# [What the exercise asks]
Count the lines in the records below that contain the word "return", and give only that count.

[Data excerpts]
● ● ● ●

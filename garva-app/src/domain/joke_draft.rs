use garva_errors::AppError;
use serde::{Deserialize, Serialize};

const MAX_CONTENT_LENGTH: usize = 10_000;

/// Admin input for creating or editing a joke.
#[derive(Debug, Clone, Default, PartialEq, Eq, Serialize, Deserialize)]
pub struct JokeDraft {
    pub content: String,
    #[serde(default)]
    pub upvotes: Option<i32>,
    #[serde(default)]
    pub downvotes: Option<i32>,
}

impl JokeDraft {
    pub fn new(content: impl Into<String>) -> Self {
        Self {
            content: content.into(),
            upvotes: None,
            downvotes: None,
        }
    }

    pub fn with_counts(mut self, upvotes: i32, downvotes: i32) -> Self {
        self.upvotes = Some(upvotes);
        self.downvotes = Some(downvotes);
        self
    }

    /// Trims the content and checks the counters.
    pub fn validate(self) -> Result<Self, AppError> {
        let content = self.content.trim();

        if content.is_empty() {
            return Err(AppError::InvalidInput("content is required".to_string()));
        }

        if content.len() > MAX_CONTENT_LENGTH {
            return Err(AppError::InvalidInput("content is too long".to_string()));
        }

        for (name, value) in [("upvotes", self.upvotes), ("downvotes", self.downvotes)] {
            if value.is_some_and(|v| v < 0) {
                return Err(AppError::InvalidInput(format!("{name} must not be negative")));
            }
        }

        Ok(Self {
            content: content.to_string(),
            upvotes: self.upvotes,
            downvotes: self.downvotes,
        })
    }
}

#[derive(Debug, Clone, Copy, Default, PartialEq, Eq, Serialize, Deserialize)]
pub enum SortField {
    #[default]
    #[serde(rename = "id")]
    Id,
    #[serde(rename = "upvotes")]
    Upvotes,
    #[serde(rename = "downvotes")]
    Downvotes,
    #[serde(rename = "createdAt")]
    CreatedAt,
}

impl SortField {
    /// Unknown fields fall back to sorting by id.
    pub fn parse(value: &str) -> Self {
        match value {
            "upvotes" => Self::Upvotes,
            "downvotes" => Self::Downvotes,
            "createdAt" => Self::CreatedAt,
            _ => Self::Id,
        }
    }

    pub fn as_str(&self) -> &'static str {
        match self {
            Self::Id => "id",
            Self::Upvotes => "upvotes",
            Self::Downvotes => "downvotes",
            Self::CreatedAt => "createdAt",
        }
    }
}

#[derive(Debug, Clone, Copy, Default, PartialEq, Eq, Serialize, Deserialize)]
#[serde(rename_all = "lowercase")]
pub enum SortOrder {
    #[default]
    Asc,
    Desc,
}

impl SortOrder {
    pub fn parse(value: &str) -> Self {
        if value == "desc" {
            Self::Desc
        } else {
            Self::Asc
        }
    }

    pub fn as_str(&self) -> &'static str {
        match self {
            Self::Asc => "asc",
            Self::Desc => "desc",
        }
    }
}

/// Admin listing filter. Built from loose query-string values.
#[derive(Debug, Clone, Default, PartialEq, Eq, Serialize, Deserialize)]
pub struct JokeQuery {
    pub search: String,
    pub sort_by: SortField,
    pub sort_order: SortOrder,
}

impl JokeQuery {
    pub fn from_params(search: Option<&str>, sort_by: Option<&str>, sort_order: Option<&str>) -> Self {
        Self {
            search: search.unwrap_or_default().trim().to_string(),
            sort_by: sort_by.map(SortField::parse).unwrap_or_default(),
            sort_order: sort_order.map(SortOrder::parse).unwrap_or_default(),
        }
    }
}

● ● ● ●

# [The answer]
3